William Vidal : De l’ombre à la lumière
Avec un recueil entièrement consacré à des photos prises de sa fenêtre dans le centre-ville de Nîmes, William Vidal avec Ombres revient à sa passion première : la photographie. Au fil d’une centaine de clichés, l’ombre des passants devient la matière principale de l’œuvre et ce qui intéresse l’artiste n’est paradoxalement pas ce que l’on voit, mais l’ombre de ce que l’on voit.
L’auteur en précise l’idée : « Granville [1] est un caricaturiste, son croquis « passants vus d’un troisième étage » m’a inspiré et, dès que j’ai regardé ma première photo, je me suis rendu compte que l’ombre était plus importante que le personnage ».
Les dalles de travertin inondées de soleil font dresser des silhouettes noires comme les personnages d’un théâtre d’ombre. William Vidal, écrivain et photographe a ressuscité cet art populaire vieux de plusieurs millénaires. Unique observateur du spectacle qui se déroule sous sa fenêtre, l’artiste ne se lasse pas de mitrailler pacifiquement les acteurs éphémères d’une représentation passagère. Sur ses photos le sol devient écran, et le soleil de l’après-midi le faisceau lumineux qui projette les passants comme des acteurs inattendus.
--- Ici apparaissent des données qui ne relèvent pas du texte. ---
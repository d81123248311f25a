//! End-to-end container tests: build a database through the public API,
//! save it, reopen it, and check what comes back.

use vault_core::{
    open, save, CipherAlgorithm, Compression, Database, EncodeOptions, Entry, EntryBuilder, Error,
    FieldValue, Group, KdfParams, SecretKey,
};

const FIELD_PASSWORD: &str = "Password";

fn fast_options() -> EncodeOptions {
    let mut kdf = KdfParams::argon2id_default();
    kdf.memory_kib = 64;
    kdf.iterations = 1;
    kdf.parallelism = 1;
    EncodeOptions {
        kdf,
        ..EncodeOptions::default()
    }
}

fn populated_db() -> Database {
    let mut db = Database::new("Personal");
    let root = db.root_uuid();
    let work = db.add_group(root, Group::new("Work")).unwrap();
    let email = db.add_group(work, Group::new("Email")).unwrap();

    db.add_entry(
        Some(work),
        EntryBuilder::new("GitHub")
            .username("alice")
            .password("hunter2")
            .url("https://github.com")
            .build(),
    )
    .unwrap();
    let e = db
        .add_entry(
            Some(email),
            EntryBuilder::new("Fastmail").username("alice@example.com").build(),
        )
        .unwrap();
    db.set_field(&e, FIELD_PASSWORD, FieldValue::protected("old-password"))
        .unwrap();
    db.set_field(&e, FIELD_PASSWORD, FieldValue::protected("new-password"))
        .unwrap();
    db.attach_binary(&e, "backup-codes", b"1111 2222 3333".to_vec())
        .unwrap();
    db
}

#[test]
fn save_open_round_trip_preserves_everything() {
    let db = populated_db();
    let secret = SecretKey::from_password("master");

    let bytes = save(&db, &secret, &fast_options()).unwrap();
    let restored = open(&bytes, &secret).unwrap();

    assert_eq!(restored, db);
    assert_eq!(restored.metadata().entry_count, 2);
    assert_eq!(restored.metadata().group_count, 3);
}

#[test]
fn protected_values_survive_the_container() {
    let db = populated_db();
    let secret = SecretKey::from_password("master");
    let restored = open(&save(&db, &secret, &fast_options()).unwrap(), &secret).unwrap();

    let entry = restored
        .entries()
        .find(|e| e.title() == "Fastmail")
        .unwrap();
    match entry.field(FIELD_PASSWORD) {
        Some(FieldValue::Protected(p)) => {
            assert_eq!(p.reveal().as_str(), Some("new-password"));
        }
        other => panic!("expected protected password, got {other:?}"),
    }
    // history carries the prior password too
    assert!(!entry.history().is_empty());
}

#[test]
fn two_saves_of_the_same_database_differ_on_the_wire() {
    let db = populated_db();
    let secret = SecretKey::from_password("master");
    let a = save(&db, &secret, &fast_options()).unwrap();
    let b = save(&db, &secret, &fast_options()).unwrap();
    // fresh seed, IV and salt every save
    assert_ne!(a, b);
    assert_eq!(open(&a, &secret).unwrap(), open(&b, &secret).unwrap());
}

#[test]
fn wrong_password_reports_authentication_failure_only() {
    let db = populated_db();
    let secret = SecretKey::from_password("master");
    let bytes = save(&db, &secret, &fast_options()).unwrap();

    let err = open(&bytes, &SecretKey::from_password("masterr")).unwrap_err();
    assert!(matches!(err, Error::AuthenticationFailed));
    // the message must not hint at which check failed
    assert_eq!(
        err.to_string(),
        "authentication failed: wrong secret or corrupted data"
    );
}

#[test]
fn key_file_is_part_of_the_secret() {
    let db = populated_db();
    let secret = SecretKey::compose(Some(b"master"), Some(b"keyfile-bytes"));
    let bytes = save(&db, &secret, &fast_options()).unwrap();

    assert!(open(&bytes, &secret).is_ok());
    assert!(matches!(
        open(&bytes, &SecretKey::from_password("master")),
        Err(Error::AuthenticationFailed)
    ));
}

#[test]
fn tampered_body_is_rejected() {
    let db = populated_db();
    let secret = SecretKey::from_password("master");
    let mut bytes = save(&db, &secret, &fast_options()).unwrap();

    let last = bytes.len() - 1;
    bytes[last] ^= 0x01;
    assert!(matches!(
        open(&bytes, &secret),
        Err(Error::AuthenticationFailed)
    ));
}

#[test]
fn garbage_input_is_malformed_not_a_panic() {
    let secret = SecretKey::from_password("master");
    assert!(matches!(
        open(b"not a vault", &secret),
        Err(Error::MalformedHeader(_))
    ));
    assert!(matches!(open(&[], &secret), Err(Error::MalformedHeader(_))));
}

#[test]
fn every_cipher_and_compression_combination_round_trips() {
    let db = populated_db();
    let secret = SecretKey::from_password("master");

    for cipher in [CipherAlgorithm::Aes256Cbc, CipherAlgorithm::ChaCha20] {
        for compression in [Compression::Gzip, Compression::None] {
            let options = EncodeOptions {
                cipher,
                compression,
                ..fast_options()
            };
            let bytes = save(&db, &secret, &options).unwrap();
            assert_eq!(open(&bytes, &secret).unwrap(), db, "{cipher:?}/{compression:?}");
        }
    }
}

#[test]
fn unknown_kdf_id_is_rejected_before_any_decryption() {
    let db = populated_db();
    let secret = SecretKey::from_password("master");
    let mut bytes = save(&db, &secret, &fast_options()).unwrap();

    // rewrite the $ID value inside the KDF parameter dictionary
    let pos = bytes.windows(3).position(|w| w == b"$ID").unwrap();
    let value = pos + 3 + 4; // key bytes, then the value length prefix
    bytes[value..value + 4].copy_from_slice(&99u32.to_le_bytes());

    assert!(matches!(
        open(&bytes, &secret),
        Err(Error::UnsupportedKdf(99))
    ));
}

#[test]
fn tombstones_survive_a_save() {
    let mut db = populated_db();
    let doomed = db.add_entry(None, Entry::new("Throwaway")).unwrap();
    db.delete_entry(&doomed).unwrap();

    let secret = SecretKey::from_password("master");
    let restored = open(&save(&db, &secret, &fast_options()).unwrap(), &secret).unwrap();
    assert_eq!(restored.tombstone(&doomed), db.tombstone(&doomed));
}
Sur les 100 à 400 photos prises par jour pendant quatre mois une centaine a été sélectionnée. Les quarante premières sont sous-titrées et défilent devant nos yeux comme la projection d’un film muet racontant la rue. « D’abord il n’y a rien… puis une ombre… et le landau devint navire… Un sous-titre indique aussi un détail qui aurait pu échapper au lecteur « et l’eau se change en vin.. », ou telle autre deux pages plus loin : « une ombre venue d’on ne sait où désigne je ne sais quoi ».

Temporiser son regard
On prend plaisir à feuilleter ce livre comme un « folioscope [2] au ralenti » jusqu’au moment où l’auteur nous prévient que les autres photos ne comporteront aucune indication. « J’en ai mis au début pour donner un peu de clarté au recueil….sans l’œil du spectateur, le travail de l’artiste ne servirait pas à grand-chose ». Le photographe nous oblige alors à changer le folioscope en livre d’art, en séquences filmées image par image. Il nous invite à détailler les ombres pour y noter notre propre interprétation. Avant que le livre ne se ferme, petit à petit la rue se vide doucement, les ombres reviendront à la nuit tombée, plus versatiles que celles venues du soleil ».
Ce recueil réussit à rendre le « spec-acteur », et par-delà une écriture provocatrice, ces clichés recèlent une réelle poésie. Derrière le regard malicieux de William Vidal se cache un poète, un photographe et un écrivain sensible que chacun prendra plaisir à découvrir ou à redécouvrir.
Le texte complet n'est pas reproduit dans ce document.